Timur offered an offensive and defensive alliance to Charles VI, as well as the development of commercial relations. Charles VI was only able to send an answer and an envoy shortly before Timur's death (1405).

Relations with Spain were also developed. In the view of the Spanish historian Miguel Ángel Ochoa Brun, the relations between the courts of Henry III of Castile and that of Timur were the most important episode of the mediaeval Castilian diplomacy. Timur sent to the court of Castile a Chagatay ambassador named Hajji Muhammad al-Qazi with letters and gifts.

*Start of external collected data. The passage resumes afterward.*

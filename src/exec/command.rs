// src/exec/command.rs

//! Executor loop with core-count admission.
//!
//! Independent tasks run concurrently, but the sum of their declared
//! `resources.cores` never exceeds the configured [`Capacity`]: each task
//! acquires that many semaphore permits before its process is spawned and
//! releases them when it exits. Tasks declaring more cores than the machine
//! has are clamped (they run alone rather than never).

use std::sync::Arc;

use tokio::sync::{mpsc, Semaphore};
use tracing::{info, warn};

use crate::dag::ScheduledTask;
use crate::engine::RuntimeEvent;
use crate::exec::task_runner::run_task;
use crate::exec::Capacity;

/// Spawn the background executor loop.
///
/// The returned `mpsc::Sender<ScheduledTask>` is what the runtime (or
/// `RealExecutorBackend`) uses to hand over work. Each scheduled task is
/// executed in its own Tokio task once it has been admitted.
pub fn spawn_executor(
    runtime_tx: mpsc::Sender<RuntimeEvent>,
    capacity: Capacity,
) -> mpsc::Sender<ScheduledTask> {
    let (tx, mut rx) = mpsc::channel::<ScheduledTask>(32);

    tokio::spawn(async move {
        info!(cores = capacity.cores, "executor loop started");

        let semaphore = Arc::new(Semaphore::new(capacity.cores as usize));

        while let Some(task) = rx.recv().await {
            let permits = admitted_cores(&task, capacity);
            let semaphore = Arc::clone(&semaphore);
            let runtime_tx = runtime_tx.clone();

            tokio::spawn(async move {
                // Closed only when the executor loop is torn down.
                let Ok(_permits) = semaphore.acquire_many(permits).await else {
                    return;
                };
                run_task(task, runtime_tx).await;
            });
        }

        info!("executor loop finished (channel closed)");
    });

    tx
}

fn admitted_cores(task: &ScheduledTask, capacity: Capacity) -> u32 {
    let wanted = task.resources.cores;
    if wanted > capacity.cores {
        warn!(
            task = %task.name,
            wanted,
            available = capacity.cores,
            "task declares more cores than available; clamping"
        );
    }
    wanted.clamp(1, capacity.cores)
}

In December 1402, Timur came into direct conflict with a small European outpost on the Anatolian coast. The fortress and harbour of the city of Smyrna were held by the Knights Hospitaller. Timur besieged Smyrna for a fortnight and captured it. This action caused some consternation in Aragon and Castile.

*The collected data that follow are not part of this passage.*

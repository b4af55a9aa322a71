// src/config/loader.rs

use std::fs;
use std::path::{Path, PathBuf};

use crate::config::model::{RawSampleSheet, SampleSheet};
use crate::errors::Result;

/// Load a sample sheet from a given path and return the raw model.
///
/// This only performs TOML deserialization; it does **not** perform semantic
/// validation. Use [`load_and_validate`] for that.
pub fn load_from_path(path: impl AsRef<Path>) -> Result<RawSampleSheet> {
    let path = path.as_ref();
    let contents = fs::read_to_string(path)?;

    let sheet: RawSampleSheet = toml::from_str(&contents)?;

    Ok(sheet)
}

/// Load a sample sheet from path and run validation.
///
/// This is the recommended entry point for the rest of the application:
/// reads TOML, applies defaults, and checks for a non-empty sample set,
/// a reference path and at least one genotyping interval.
pub fn load_and_validate(path: impl AsRef<Path>) -> Result<SampleSheet> {
    let raw = load_from_path(&path)?;
    let sheet = SampleSheet::try_from(raw)?;
    Ok(sheet)
}

/// Default sample sheet location: `Genopipe.toml` in the current working
/// directory.
pub fn default_config_path() -> PathBuf {
    PathBuf::from("Genopipe.toml")
}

==Embassy of Ruy González de Clavijo==
In return, King Henry III of Castile sent an embassy to Timur's court in Samarkand on 21 May 1403, led by Ruy González de Clavijo, with two other ambassadors, Alfonso Paez and Gomez de Salazar. On their return in 1406, Timur said that he regarded the king of Spain "as his very own son".

According to Clavijo, Timur's good treatment of the Spanish delegation contrasted with the disdain shown by his host toward the envoys of the "lord of Cathay" (i.e., the Ming dynasty Yongle Emperor). The Chinese ruler, whose title was "lord of the realms of the face of the earth", was called by Timur (to Clavijo's face) a "thief and a bad man", and his ambassadors were seated below the Spaniards.

Clavijo's visit to Samarkand allowed him to report to the European audience on the news from Cathay (China), which few Europeans had been able to visit directly in the century that had passed since the travels of Marco Polo. Clavijo's account reported, even if in a garbled form, on the recent civil war between the descendants of the Hongwu Emperor. The Spanish were able to talk to some of the Chinese visitors, and learned about the caravan routes between Samarkand and Cambalu (Beijing). Besides telling the European readers about the Cathayan capital Cambalu, which he was told was "the largest city in the world", and the mighty armies of that country, Clavijo also—mistakenly—reported that the new emperor of Cathay had converted to Catholicism. Thus his report served as one of the factors supporting the European belief in the widespread presence of Christianity in Cathay, which was to persist until the early 17th century and to be one of the reasons for sending the famed Bento de Góis expedition in 1603.

==Relations after Timur==
Timur died in 1405, and his son Shah Rukh continued to campaign against the Ottomans, creating hope in the Christian West that the invading Ottoman Empire might be diverted away from Europe.

A Bavarian adventurer, Johann Schiltberger, is known to have remained in the service of Timur from 1402 to 1405. Also, numerous Venetian and Genoese traders were active in Sultaniya at that time, since the time of their establishment in Sultaniya under the Il-Khanids.

The next contacts between Europe and Persia would be those of the Venetian traveler Niccolo da Conti from 1420 to 1425. Contacts failed to develop much further thereafter, although Spain's desire for rapprochement with the Mongols remained until the time of Christopher Columbus in 1492, whose objective was to reach the Great Khan in China.

The story of Tamerlane has a long legacy associated with Orientalism in Europe, with such publications as Tamburlaine the Great by Christopher Marlowe in 1590 and Handel's opera Tamerlano in 1724.